Спешим прибавить, что в этом странном споре сторона, обладавшая властью и всеми средствами для уничтожения безрассудного сопротивления, показала умеренность, сдержанность и достоинство, стоящие вне всякого сомнения.

В бумагах Пушкина сохранилось, перебеленное начисто, письмо его к правителю канцелярии наместника, почтенному и благорасположенному к поэту, Александру Ивановичу Казначееву. Письмом этим Пушкин отказывался от возложенного на него поручения, и хотя мы не знаем окончательной формы, какую дал ему автор при отправлении, но, конечно, основные черты этого заявления вполне сохранились и в нашем документе: [65]

65

Правописание П-а удержано в приводимом документе.

«Почтеннейший А.И! Будучи совершенно, чужд ходу деловых бумаг – не знаю в праве ли отозваться на предписание Е.С. Как бы то ни было, надеюсь на вашу снисходительность и приемлю смелость объясниться откровенно на счет моего положения.

7 лет я службою не занимался, не написал ни одной бумаги, не был в сношении ни с одним начальником. Эти 7 лет, как вам известно, вовсе для меня потеряны. Жалобы с моей стороны были бы не у места. Я сам заградил себе путь и выбрал другую цель.
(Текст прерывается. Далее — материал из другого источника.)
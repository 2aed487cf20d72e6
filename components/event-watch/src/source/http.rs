//! HTTP client for the platform's list endpoints.
//!
//! Key responsibilities:
//! - Build the three list queries from one [`EventFilter`].
//! - Authenticate every request with the account sid and auth token.
//! - Follow next-page links until the listing is exhausted or `max_pages` is hit.
//! - Decode non-2xx bodies into [`SourceError::Api`] so the platform's error code
//! reaches the process exit status.
//!
//! There is no retry here. A failed request fails the poll it belongs to.

// Local crates
use crate::{
    helpers::{
        converters::to_query_timestamp,
        load_config::{AccountConfig, ApiConfig},
    },
    source::{
        models::{Alert, AlertPage, ApiErrorBody, Call, CallPage, ListPage, Message, MessagePage},
        source::{EventFilter, EventSource, SourceError},
    },
};

// External crates
use serde::de::DeserializeOwned;
use std::time::Duration;
use tracing::instrument;
use url::Url;

const REST_API_VERSION: &str = "2010-04-01";

/// [`EventSource`] backed by the platform's REST and monitor APIs.
#[derive(Debug, Clone)]
pub struct HttpEventSource {
    client: reqwest::Client,
    account_sid: String,
    auth_token: String,
    api_base_url: String,
    monitor_base_url: String,
    page_size: u32,
    max_pages: u32,
}

impl HttpEventSource {
    /// Build a client from the `[account]` and `[api]` configuration tables.
    #[instrument(
        name = "event_watch_source::create",
        target = "source::http::HttpEventSource",
        skip_all,
        level = "debug"
    )]
    pub fn new(account: &AccountConfig, api: &ApiConfig) -> Result<Self, SourceError> {
        let account_sid = account
            .sid
            .clone()
            .filter(|s| !s.is_empty())
            .ok_or(SourceError::MissingCredentials("sid", "SID"))?;
        let auth_token = account
            .auth_token
            .clone()
            .filter(|s| !s.is_empty())
            .ok_or(SourceError::MissingCredentials("auth_token", "AUTH_TOKEN"))?;

        let client = reqwest::Client::builder()
            .timeout(Duration::from_millis(api.timeout_ms))
            .user_agent(concat!("event-watch/", env!("CARGO_PKG_VERSION")))
            .build()?;

        tracing::debug!(
            api_base_url = %api.base_url,
            monitor_base_url = %api.monitor_base_url,
            page_size = api.page_size,
            max_pages = api.max_pages,
            "Created platform HTTP client"
        );

        Ok(Self {
            client,
            account_sid,
            auth_token,
            api_base_url: api.base_url.trim_end_matches('/').to_string(),
            monitor_base_url: api.monitor_base_url.trim_end_matches('/').to_string(),
            page_size: api.page_size,
            max_pages: api.max_pages.max(1),
        })
    }

    fn account_url(&self, resource: &str) -> String {
        format!(
            "{}/{}/Accounts/{}/{}.json",
            self.api_base_url, REST_API_VERSION, self.account_sid, resource
        )
    }

    /// Resolve a next-page link against the host that issued it.
    ///
    /// Absolute links are only followed when they point back at `base`'s origin, since
    /// every page request carries the account credentials.
    fn next_page_url(base: &str, link: &str) -> Option<String> {
        if !(link.starts_with("http://") || link.starts_with("https://")) {
            return Some(format!("{}/{}", base, link.trim_start_matches('/')));
        }

        let base_origin = Url::parse(base).ok()?.origin();
        let link_origin = Url::parse(link).ok()?.origin();
        (base_origin == link_origin).then(|| link.to_string())
    }

    /// Fetch every page of one listing, in the order the platform returns them.
    async fn fetch_all<P>(
        &self,
        base: &str,
        url: String,
        query: Vec<(&'static str, String)>,
    ) -> Result<Vec<P::Record>, SourceError>
    where
        P: ListPage + DeserializeOwned,
    {
        let mut records = Vec::new();
        let mut pages = 0u32;

        let mut request = self.client.get(&url).query(&query);

        loop {
            let page: P = self.send(request).await?;
            pages += 1;

            let (mut batch, next) = page.into_parts();
            records.append(&mut batch);

            match next.filter(|link| !link.is_empty()) {
                Some(link) if pages < self.max_pages => {
                    let Some(next_url) = Self::next_page_url(base, &link) else {
                        tracing::warn!(
                            next_page = %link,
                            "Next page link leaves the API host, remaining records skipped"
                        );
                        break;
                    };
                    tracing::trace!(next_url = %next_url, pages, "Following next page link");
                    // Next-page links already carry the original query.
                    request = self.client.get(next_url);
                }
                Some(_) => {
                    tracing::warn!(
                        url = %url,
                        max_pages = self.max_pages,
                        "Page limit reached, remaining records skipped"
                    );
                    break;
                }
                None => break,
            }
        }

        Ok(records)
    }

    async fn send<P: DeserializeOwned>(
        &self,
        request: reqwest::RequestBuilder,
    ) -> Result<P, SourceError> {
        let response = request
            .basic_auth(&self.account_sid, Some(&self.auth_token))
            .send()
            .await?;

        let status = response.status();
        if status.is_success() {
            return Ok(response.json::<P>().await?);
        }

        let body = response.bytes().await.unwrap_or_default();
        let error: ApiErrorBody = serde_json::from_slice(&body).unwrap_or_default();

        tracing::debug!(
            status = status.as_u16(),
            code = ?error.code,
            "Platform API returned an error response"
        );

        Err(SourceError::Api {
            status: error.status.unwrap_or(status.as_u16()),
            code: error.code,
            message: error
                .message
                .unwrap_or_else(|| format!("HTTP {}", status.as_u16())),
        })
    }

    fn window_params(
        &self,
        filter: &EventFilter,
        after: &'static str,
        before: &'static str,
    ) -> Vec<(&'static str, String)> {
        let mut query = vec![
            (after, to_query_timestamp(&filter.start_date)),
            ("PageSize", self.page_size.to_string()),
        ];
        if let Some(end) = &filter.end_date {
            query.push((before, to_query_timestamp(end)));
        }
        query
    }
}

impl EventSource for HttpEventSource {
    #[instrument(
        name = "event_watch_source::list_alerts",
        target = "source::http::HttpEventSource",
        skip_all,
        level = "debug"
    )]
    async fn list_alerts(&self, filter: &EventFilter) -> Result<Vec<Alert>, SourceError> {
        let mut query = self.window_params(filter, "StartDate", "EndDate");
        if let Some(level) = filter.log_level {
            query.push(("LogLevel", level.as_str().to_string()));
        }

        let url = format!("{}/v1/Alerts", self.monitor_base_url);
        self.fetch_all::<AlertPage>(&self.monitor_base_url, url, query)
            .await
    }

    #[instrument(
        name = "event_watch_source::list_messages",
        target = "source::http::HttpEventSource",
        skip_all,
        level = "debug"
    )]
    async fn list_messages(&self, filter: &EventFilter) -> Result<Vec<Message>, SourceError> {
        let query = self.window_params(filter, "DateSent>", "DateSent<");
        let url = self.account_url("Messages");
        self.fetch_all::<MessagePage>(&self.api_base_url, url, query)
            .await
    }

    #[instrument(
        name = "event_watch_source::list_calls",
        target = "source::http::HttpEventSource",
        skip_all,
        level = "debug"
    )]
    async fn list_calls(&self, filter: &EventFilter) -> Result<Vec<Call>, SourceError> {
        let query = self.window_params(filter, "StartTime>", "StartTime<");
        let url = self.account_url("Calls");
        self.fetch_all::<CallPage>(&self.api_base_url, url, query)
            .await
    }
}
Ради Бога не думайте, чтоб я смотрел на стихотворство с детским тщеславием рифмача или как на отдохновение чувствительного человека: оно просто мое ремесло, отрасль честной промышленности, доставляющая мне пропитание и домашнюю независимость. Думаю что граф Воронцов не захочет лишить меня ни того, ни другого.

Мне скажут, что я, получая 700 рублей, обязан служить. Вы знаете, что только в Москве или П.-б. можно вести книжный торг, ибо только там находятся журналисты, цензоры и книгопродавцы; я поминутно должен отказываться от самых выгодных предложений, единственно по той причине, что нахожусь за 2,000 верст от столиц. Правительству угодно вознаграждать некоторым образом мои утраты: я принимаю эти 700 руб. не так, как жалование чиновника, но как паек ссылочного невольника. Я готов от них отказаться, если не могу быть властен в моем времени и занятиях. Вхожу в эти подробности, потому что дорожу мнением гр. Воронцова, также как и вашим, как и мнением всякого честного человека.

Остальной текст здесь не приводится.